Linda from the United States writes:

I was born into a large family; seven sisters and four brothers, and of course the two parents from "Hell". My Dad was an alcoholic and my mother was bipolar with a drug addiction. We were forced to live like animals in a three-room house. We had no money and we lived on Welfare; and what we begged for, kept us alive.

My mother was addicted to Valium and whatever else she could find to take. When she ran out of drugs, she would get ugly. She would hit me in the mouth with her fist, sticks, and her foot. She would hit me with a switch she broke off a tree limb and leave long red stripes on my back and legs. I always wore a long sweater and pants in the summer because I was ashamed of what my mother did to me.

My dad would hide food from us under the house so we wouldn't eat it. He was a selfish man. My mother would cook sometimes, on her drugged days; it was a treat to have some coffee with cornbread in it. When I went to school, I had no friends and was never picked for anything. I always ended up watching the other kids from the outside. They all knew we were very poor and not good enough to play with them.

We did get a hot meal at lunch. My mother never cooked for us during the school term. When my older siblings left home, I was fourteen at the time. I was glad they left because my mother made them hit us younger children when she and dad had to go somewhere.

I met this boy at a football game; he was from another school and didn't know anything about my living situation. He paid attention to me and we ended up in the backseat of his car. He was five years older than me. I had just turned fourteen. I had no clue about what sex was and he wouldn't take No! No! No! for an answer to his heated advances.

After it was over, he took me to my sister's house and said I'll see you later. Three months later, my older sister accused me of being pregnant. She made me tell her everything. She told my parents; my mother called me a whore and a slut. She made my oldest brother hunt the boy up. When they found him, it was either marry me or jail. I had no say in the matter.

So, my older sister forged my mother's name on the marriage certificate. I was a pregnant bride at fourteen. I thought it was horrible with a drunken father and a drug addict mother; nothing prepared me for an abusive husband, especially one that hated me and his baby. He left me for days at a time, and I had no money to get food, no electricity or water. When he did come home he would slap me, kick me, shove me down and threaten my life with weapons.

I was six months pregnant and weighed ninety-two lbs. He was a big man, and I was too hungry, and weak to fight back. We lived back in an isolated part of town, and I had no one to help me. I had to go down to a nearby creek with a bucket to get water to drink. I pulled up wild onions in the yard and dandelions to have something to eat.

I lost my baby when I was six and a half months. I collapsed on the road at the mailbox and a man came by and found me. When I recovered in the hospital, I left with nothing but the clothes I had on and hitchhiked to wherever. I was in a numb state of mind. Two women picked me up and took me to the child Welfare people. They put me in a foster home because I told them I had no family members; they were all dead.

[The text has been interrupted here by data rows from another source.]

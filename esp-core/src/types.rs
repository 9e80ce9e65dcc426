//! Core Types für den I2C Register-Zugriff
//!
//! Datenstrukturen ohne Hardware-Dependencies

use core::fmt;

use crate::logic::{address_byte, is_valid_address, register_bytes};

/// Höchste gültige 7-Bit Slave-Adresse
pub const MAX_SLAVE_ADDRESS: u8 = 0x7F;

/// Maximale Breite eines Register-Pointers in Bytes
pub const MAX_REGISTER_WIDTH: u8 = 4;

/// Transfer-Richtung, kodiert als R/W-Bit im Adress-Byte
#[derive(Debug, Clone, Copy, PartialEq, Eq)]
#[cfg_attr(feature = "defmt", derive(defmt::Format))]
#[cfg_attr(feature = "serde", derive(serde::Serialize, serde::Deserialize))]
pub enum Direction {
    Write,
    Read,
}

impl Direction {
    /// Wert des niederwertigsten Bits im Adress-Byte (Write = 0, Read = 1)
    pub const fn rw_bit(self) -> u8 {
        match self {
            Direction::Write => 0,
            Direction::Read => 1,
        }
    }
}

/// Validierte 7-Bit Slave-Adresse (1..=0x7F)
///
/// Die Adresse selbst geht nie auf den Bus. Erst beim Senden wird sie um
/// ein Bit nach links geschoben und mit dem R/W-Bit kombiniert.
///
/// Serialisiert als nackte Zahl. Beim Deserialisieren wird erneut geprüft.
#[derive(Debug, Clone, Copy, PartialEq, Eq, PartialOrd, Ord, Hash)]
#[cfg_attr(feature = "defmt", derive(defmt::Format))]
#[cfg_attr(feature = "serde", derive(serde::Serialize, serde::Deserialize))]
#[cfg_attr(feature = "serde", serde(try_from = "u8", into = "u8"))]
pub struct SlaveAddress(u8);

impl SlaveAddress {
    /// Prüft die Adresse. 0 ist reserviert, Werte über 0x7F passen nicht in 7 Bit.
    pub const fn new(address: u8) -> Result<Self, I2cError> {
        if !is_valid_address(address) {
            Err(I2cError::InvalidAddress(address))
        } else {
            Ok(Self(address))
        }
    }

    pub const fn get(self) -> u8 {
        self.0
    }

    /// Adress-Byte wie es auf dem Bus erscheint
    pub const fn address_byte(self, direction: Direction) -> u8 {
        address_byte(self.0, direction)
    }

    pub const fn write_byte(self) -> u8 {
        self.address_byte(Direction::Write)
    }

    pub const fn read_byte(self) -> u8 {
        self.address_byte(Direction::Read)
    }
}

impl TryFrom<u8> for SlaveAddress {
    type Error = I2cError;

    fn try_from(address: u8) -> Result<Self, Self::Error> {
        Self::new(address)
    }
}

impl From<SlaveAddress> for u8 {
    fn from(address: SlaveAddress) -> Self {
        address.0
    }
}

/// Register-Pointer mit Breite 1..=4 Bytes
///
/// Wird vor der Datenphase MSB zuerst gesendet. Der Wert muss in die
/// angegebene Breite passen. Serde-Form ist das Paar `(value, width)`.
#[derive(Debug, Clone, Copy, PartialEq, Eq)]
#[cfg_attr(feature = "defmt", derive(defmt::Format))]
#[cfg_attr(feature = "serde", derive(serde::Serialize, serde::Deserialize))]
#[cfg_attr(feature = "serde", serde(try_from = "(u32, u8)", into = "(u32, u8)"))]
pub struct RegisterPointer {
    value: u32,
    width: u8,
}

impl RegisterPointer {
    pub const fn new(value: u32, width: u8) -> Result<Self, I2cError> {
        if width == 0 || width > MAX_REGISTER_WIDTH {
            return Err(I2cError::InvalidRegisterWidth(width));
        }
        if width < MAX_REGISTER_WIDTH && value >> (width as u32 * 8) != 0 {
            return Err(I2cError::RegisterOutOfRange { value, width });
        }
        Ok(Self { value, width })
    }

    pub const fn value(self) -> u32 {
        self.value
    }

    pub const fn width(self) -> u8 {
        self.width
    }

    /// Bytes in Sende-Reihenfolge (Big Endian, genau `width` Stück)
    pub fn bytes(self) -> impl Iterator<Item = u8> {
        let (bytes, len) = register_bytes(self.value, self.width);
        bytes.into_iter().take(len)
    }
}

impl TryFrom<(u32, u8)> for RegisterPointer {
    type Error = I2cError;

    fn try_from((value, width): (u32, u8)) -> Result<Self, Self::Error> {
        Self::new(value, width)
    }
}

impl From<RegisterPointer> for (u32, u8) {
    fn from(pointer: RegisterPointer) -> Self {
        (pointer.value, pointer.width)
    }
}

/// Status der letzten Transaktion
#[derive(Debug, Default, Clone, Copy, PartialEq, Eq)]
#[cfg_attr(feature = "defmt", derive(defmt::Format))]
#[cfg_attr(feature = "serde", derive(serde::Serialize, serde::Deserialize))]
pub enum I2cStatus {
    #[default]
    Ok,
    Error,
}

/// Phase einer Transaktion, in der der Slave mit NACK geantwortet hat
#[derive(Debug, Clone, Copy, PartialEq, Eq)]
#[cfg_attr(feature = "defmt", derive(defmt::Format))]
#[cfg_attr(feature = "serde", derive(serde::Serialize, serde::Deserialize))]
pub enum NackPhase {
    /// Adress-Byte mit Write-Bit
    Address,
    /// Byte `index` des Register-Pointers
    Register { index: u8 },
    /// Datenbyte `index`
    Data { index: usize },
    /// Adress-Byte mit Read-Bit nach dem Repeated Start
    ReadAddress,
}

/// Fehler-Typ für I2C-Operationen
#[derive(Debug, Clone, Copy, PartialEq, Eq)]
#[cfg_attr(feature = "defmt", derive(defmt::Format))]
#[cfg_attr(feature = "serde", derive(serde::Serialize, serde::Deserialize))]
pub enum I2cError {
    /// Slave-Adresse ist 0 oder größer als 0x7F
    InvalidAddress(u8),
    /// Register-Breite außerhalb von 1..=4
    InvalidRegisterWidth(u8),
    /// Register-Pointer passt nicht in die angegebene Breite
    RegisterOutOfRange { value: u32, width: u8 },
    /// Lesen mit leerem Buffer
    EmptyBuffer,
    /// Slave hat ein Byte nicht bestätigt
    Nack(NackPhase),
}

impl fmt::Display for I2cError {
    fn fmt(&self, f: &mut fmt::Formatter<'_>) -> fmt::Result {
        match self {
            I2cError::InvalidAddress(address) => {
                write!(f, "invalid i2c slave address {address:#04x}")
            }
            I2cError::InvalidRegisterWidth(width) => {
                write!(f, "register width {width} outside of 1..=4")
            }
            I2cError::RegisterOutOfRange { value, width } => {
                write!(f, "register pointer {value:#x} does not fit in {width} byte(s)")
            }
            I2cError::EmptyBuffer => f.write_str("read buffer is empty"),
            I2cError::Nack(NackPhase::Address) => f.write_str("NACK on write address"),
            I2cError::Nack(NackPhase::Register { index }) => {
                write!(f, "NACK on register pointer byte {index}")
            }
            I2cError::Nack(NackPhase::Data { index }) => write!(f, "NACK on data byte {index}"),
            I2cError::Nack(NackPhase::ReadAddress) => f.write_str("NACK on read address"),
        }
    }
}

impl core::error::Error for I2cError {}

impl embedded_hal::i2c::Error for I2cError {
    fn kind(&self) -> embedded_hal::i2c::ErrorKind {
        use embedded_hal::i2c::{ErrorKind, NoAcknowledgeSource};

        match self {
            I2cError::Nack(NackPhase::Address | NackPhase::ReadAddress) => {
                ErrorKind::NoAcknowledge(NoAcknowledgeSource::Address)
            }
            I2cError::Nack(NackPhase::Register { .. } | NackPhase::Data { .. }) => {
                ErrorKind::NoAcknowledge(NoAcknowledgeSource::Data)
            }
            _ => ErrorKind::Other,
        }
    }
}

#[cfg(test)]
mod tests {
    use super::*;

    #[test]
    fn test_slave_address_rejects_zero() {
        assert_eq!(SlaveAddress::new(0), Err(I2cError::InvalidAddress(0)));
    }

    #[test]
    fn test_slave_address_rejects_eight_bit_values() {
        assert_eq!(SlaveAddress::new(0x80), Err(I2cError::InvalidAddress(0x80)));
        assert_eq!(SlaveAddress::new(0xFF), Err(I2cError::InvalidAddress(0xFF)));
    }

    #[test]
    fn test_slave_address_wire_bytes() {
        let address = SlaveAddress::new(0x50).unwrap();
        assert_eq!(address.get(), 0x50);
        assert_eq!(address.write_byte(), 0xA0);
        assert_eq!(address.read_byte(), 0xA1);
    }

    #[test]
    fn test_register_pointer_width_limits() {
        assert_eq!(
            RegisterPointer::new(0, 0),
            Err(I2cError::InvalidRegisterWidth(0))
        );
        assert_eq!(
            RegisterPointer::new(0, 5),
            Err(I2cError::InvalidRegisterWidth(5))
        );
        assert!(RegisterPointer::new(u32::MAX, 4).is_ok());
    }

    #[test]
    fn test_register_pointer_out_of_range() {
        assert_eq!(
            RegisterPointer::new(0x100, 1),
            Err(I2cError::RegisterOutOfRange {
                value: 0x100,
                width: 1
            })
        );
        assert!(RegisterPointer::new(0xFF, 1).is_ok());
        assert!(RegisterPointer::new(0xFFFF, 2).is_ok());
    }

    #[test]
    fn test_register_pointer_bytes_big_endian() {
        let pointer = RegisterPointer::new(0x1234, 2).unwrap();
        let mut bytes = pointer.bytes();
        assert_eq!(bytes.next(), Some(0x12));
        assert_eq!(bytes.next(), Some(0x34));
        assert_eq!(bytes.next(), None);
    }

    #[test]
    fn test_status_default_is_ok() {
        assert_eq!(I2cStatus::default(), I2cStatus::Ok);
    }

    #[test]
    fn test_error_kind_mapping() {
        use embedded_hal::i2c::{Error, ErrorKind, NoAcknowledgeSource};

        assert_eq!(
            I2cError::Nack(NackPhase::ReadAddress).kind(),
            ErrorKind::NoAcknowledge(NoAcknowledgeSource::Address)
        );
        assert_eq!(
            I2cError::Nack(NackPhase::Data { index: 3 }).kind(),
            ErrorKind::NoAcknowledge(NoAcknowledgeSource::Data)
        );
        assert_eq!(I2cError::EmptyBuffer.kind(), ErrorKind::Other);
    }
}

As far I was concerned they were. A middle-aged couple with two girls took me in. They finished raising me. I moved off on my own when I was eighteen. I live alone now. I am fifty-one years old and I don't trust anyone. I never remarried or wanted any children. I have so much anger in me; I can't get past it. I live 1500 miles from my estranged siblings, and my old parents. I don't know who is dead or alive and I could care less. I'm just looking for peace.

Hello Linda,

Your story brought tears to my eyes because I can relate to how you’re feeling. I know how it feels to be full of anger and resentment, and I know what anger can do to the mind, body, and soul; however, I also know the opposite of these feelings, which is forgiveness and love of the self.

I am assuming here, based on your story, that you never allowed yourself children due to fear that you would create the same environment that you grew up in as a child; however, try not to let the bad determine your happiness, instead choose happiness and grow from the pain; this will help you find the peace you are looking for. Of course, one doesn’t need to have children in order to be happy, but in your case, I wonder if the need for not wanting children was based on your past?

I suggest that you let your guard down and open those walls because you have a lot to offer others that no one else can offer; your own experience! As long as you stay hidden and never trust, you’ll never allow yourself the opportunity to shine your light.

The fact that you took a chance and shared your story says that you’re at the point in your life where you are ready to move forward. Your past is not all you are; there is much more to you! If you choose to be free and at peace, then it will be; however, if you choose to allow your past to reflect everything you are, you’ll have a difficult time finding the peace you’re after.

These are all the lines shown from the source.